I’m saying…the solution to fixing his swing is in his set up and aim. Simply by aiming more to the left will result in a lesser over the top swing.

We will seriously disagree on this point. Like I said earlier in the thread, anyone can maneuver their way around any layout, in hr’s case, with a 12% out to in swing path, simply pick a target off the planet to the Left and the finished result will be a very weak shot in the FW. The shot will most likely be 40 to 50 yds short, distance wise of his capability AND praying he doesn’t top it or pull it! Most likely, on his drives, imparting a side Spin Rate of over 4000 rpms. I haven’t even seen his swing and told him set his grip according to Hogans First Fundamental…because I knew it was a poor grip one way or the other. Low and behold, he says he is using an overly strong grip. When you use an overly strong grip, the tendency is to over rotate your forearms on an out to in swing path resulting in dead pulls, toppers or a weak banana flight into the FW. My suggestion is to fix his swing. People who have the banana, or the duck, have serious swing flaws and tend to try and HIT the golf ball as hard as they can with a crooked stick… as a matter of fact, most amateur, weekend players, HIT their golf ball. You can develop, with a little work, a SWING, even at age 70, that will make the game a little more enjoyable. Again there are no magic balls or clubs that will fix the issue, aiming way left, or way right for that matter doesn’t cure coming out of your posture and causing a 12-14% over the top, out to in swing path. You want to get that down to 2-4%. Look, most of Hogan’s secrets…only worked for Hogan and no one else. That said, applying a good grip, a proper base that begins the turns that need to occur by properly winding up and then unwinding transferring that energy to an impact point on the golf ball… Hogan’s Fundamentals are a gold standard! Again, I don’t give 2 hoots what your swing looks like… if you research, you will find, no matter what, good players all execute, a square clubface at impact in their swings at a controllable high speed.

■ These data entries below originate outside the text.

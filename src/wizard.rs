use crate::cli::args::Cli;
use crate::config;
use crate::core::registry::ProbeRegistry;
use crate::core::report::RunReport;
use crate::core::retry::{RetryController, RetryOutcome, ESCALATION_FACTOR};
use crate::core::scheduler::{Orchestrator, RunOptions};
use crate::core::target::TargetDescriptor;
use crate::reporters::writer;
use crate::ui::{printer, progress::RunProgress};
use anyhow::{Context, Result};
use colored::Colorize;
use std::io::{self, BufRead, Write};
use url::Url;

/// The interactive flow as an explicit state machine. Retrying never
/// re-enters the whole flow; a "run another" answer loops back to Prompting
/// instead of recursing.
#[derive(Debug, Clone, Copy, PartialEq, Eq)]
enum WizardState {
    Prompting,
    Running,
    AwaitingRetryDecision,
    Reporting,
    Done,
}

fn post_run_state(has_retryable_failure: bool) -> WizardState {
    if has_retryable_failure {
        WizardState::AwaitingRetryDecision
    } else {
        WizardState::Reporting
    }
}

pub async fn run(cli: &Cli) -> Result<()> {
    println!("{}", "imgprobe guided diagnostics".blue().bold());
    println!("Answer a few questions and every applicable probe will run.\n");

    let orchestrator = Orchestrator::new(ProbeRegistry::standard());
    let mut state = WizardState::Prompting;
    let mut prepared: Option<config::ResolvedRun> = None;
    let mut report: Option<RunReport> = None;

    while state != WizardState::Done {
        state = match state {
            WizardState::Prompting => {
                prepared = Some(prompt_target(cli)?);
                report = None;
                WizardState::Running
            }

            WizardState::Running => {
                let run = prepared.as_ref().context("no target prepared")?;
                let applicable = orchestrator.applicable_probes(&run.target);
                println!(
                    "\nRunning {} of {} probes for this target...",
                    applicable.len(),
                    orchestrator.plan(&run.target).len()
                );
                let progress = RunProgress::new(orchestrator.plan(&run.target).len());
                let opts = RunOptions {
                    progress: Some(progress.observer()),
                    ..Default::default()
                };
                let finished = orchestrator.run_with(&run.target, &opts).await;
                progress.finish();

                let has_retryable = finished.results.iter().any(|r| r.is_retryable_failure());
                report = Some(finished);
                post_run_state(has_retryable)
            }

            WizardState::AwaitingRetryDecision => {
                let run = prepared.as_ref().context("no target prepared")?;
                let finished = report.as_mut().context("no report to patch")?;
                let mut controller = RetryController::new(&orchestrator);

                // one offer per timed-out probe; declining is final for this run
                for identity in controller.eligible(finished) {
                    let question = format!(
                        "{identity} timed out. Retry once with a {ESCALATION_FACTOR}x timeout?"
                    );
                    if !confirm(&question, false)? {
                        continue;
                    }
                    match controller.retry(&run.target, finished, &identity).await? {
                        RetryOutcome::Replaced => {
                            println!("  {} {identity} completed on retry", "✓".green());
                        }
                        RetryOutcome::StillFailing(fresh) => {
                            let tag = fresh
                                .error
                                .as_ref()
                                .map(|e| e.kind.clone())
                                .unwrap_or_default();
                            println!(
                                "  {} {identity} failed again ({tag}); keeping the original error",
                                "✗".red()
                            );
                        }
                    }
                }
                WizardState::Reporting
            }

            WizardState::Reporting => {
                let run = prepared.as_ref().context("no target prepared")?;
                let finished = report.as_mut().context("no report to write")?;
                writer::write_all(finished, &run.output_dir)?;
                printer::print_summary(finished);

                if confirm("Run another test?", false)? {
                    WizardState::Prompting
                } else {
                    WizardState::Done
                }
            }

            WizardState::Done => WizardState::Done,
        };
    }

    println!("\n{}", "Thanks for using imgprobe.".blue().bold());
    Ok(())
}

/// Ask for the URL (and optionally API access), reusing any flags already on
/// the command line. Each wizard run gets its own case id so results land in
/// their own directory.
fn prompt_target(cli: &Cli) -> Result<config::ResolvedRun> {
    let resource_url = match &cli.url {
        Some(url) => Url::parse(url).context("invalid --url")?,
        None => loop {
            let answer = prompt_line("What is the URL of the image to test?")?;
            match Url::parse(&answer) {
                Ok(url) if url.scheme() == "http" || url.scheme() == "https" => break url,
                _ => println!("  Please enter a full http(s) URL."),
            }
        },
    };

    let mut target = TargetDescriptor::new(resource_url);

    let credential = match &cli.api_key {
        Some(key) => Some(key.clone()),
        None => {
            if confirm("Do you have an API credential? (unlocks API probes)", false)? {
                Some(prompt_line("Credential:")?)
            } else {
                None
            }
        }
    };
    if let Some(credential) = credential {
        let endpoint = match &cli.api_endpoint {
            Some(endpoint) => endpoint.clone(),
            None => prompt_line("API endpoint URL:")?,
        };
        let endpoint = Url::parse(&endpoint).context("invalid API endpoint")?;
        target = target.with_api(endpoint, credential);
    }

    let case_id = cli
        .case
        .clone()
        .unwrap_or_else(|| format!("wizard-{}", chrono::Utc::now().timestamp()));
    target = target.with_case(case_id.clone());

    let output_dir = cli
        .output
        .clone()
        .unwrap_or_else(|| config::default_output_dir(Some(&case_id)));

    Ok(config::ResolvedRun { target, output_dir })
}

fn prompt_line(message: &str) -> Result<String> {
    print!("{message} ");
    io::stdout().flush()?;
    let mut line = String::new();
    io::stdin().lock().read_line(&mut line)?;
    Ok(line.trim().to_string())
}

fn confirm(message: &str, default_yes: bool) -> Result<bool> {
    let suffix = if default_yes { "[Y/n]" } else { "[y/N]" };
    let answer = prompt_line(&format!("{message} {suffix}"))?;
    Ok(parse_confirm(&answer, default_yes))
}

fn parse_confirm(answer: &str, default_yes: bool) -> bool {
    match answer.trim().to_lowercase().as_str() {
        "" => default_yes,
        "y" | "yes" => true,
        _ => false,
    }
}

#[cfg(test)]
mod tests {
    use super::*;

    #[test]
    fn retryable_failures_gate_the_retry_state() {
        assert_eq!(post_run_state(true), WizardState::AwaitingRetryDecision);
        assert_eq!(post_run_state(false), WizardState::Reporting);
    }

    #[test]
    fn confirm_parsing_honors_the_default() {
        assert!(parse_confirm("", true));
        assert!(!parse_confirm("", false));
        assert!(parse_confirm("y", false));
        assert!(parse_confirm("YES", false));
        assert!(!parse_confirm("n", true));
        assert!(!parse_confirm("anything else", true));
    }
}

Be mindful of where the club head is and what it’s doing. Don’t need to analyze the golf swing to the finest detail.
Knowing the collected data information will definitely help the start of understanding the issue but not a complete solution.
If someone who does not have the time to put in the practice to correct a flaw in the swing path, then, the temporary band-aid fix will be attracted to them.

I have the time but cant be bothered practicing on the range. I practice by playing 6x a week and trying different things on the course. Now my swing is in to out hitting a pull draw.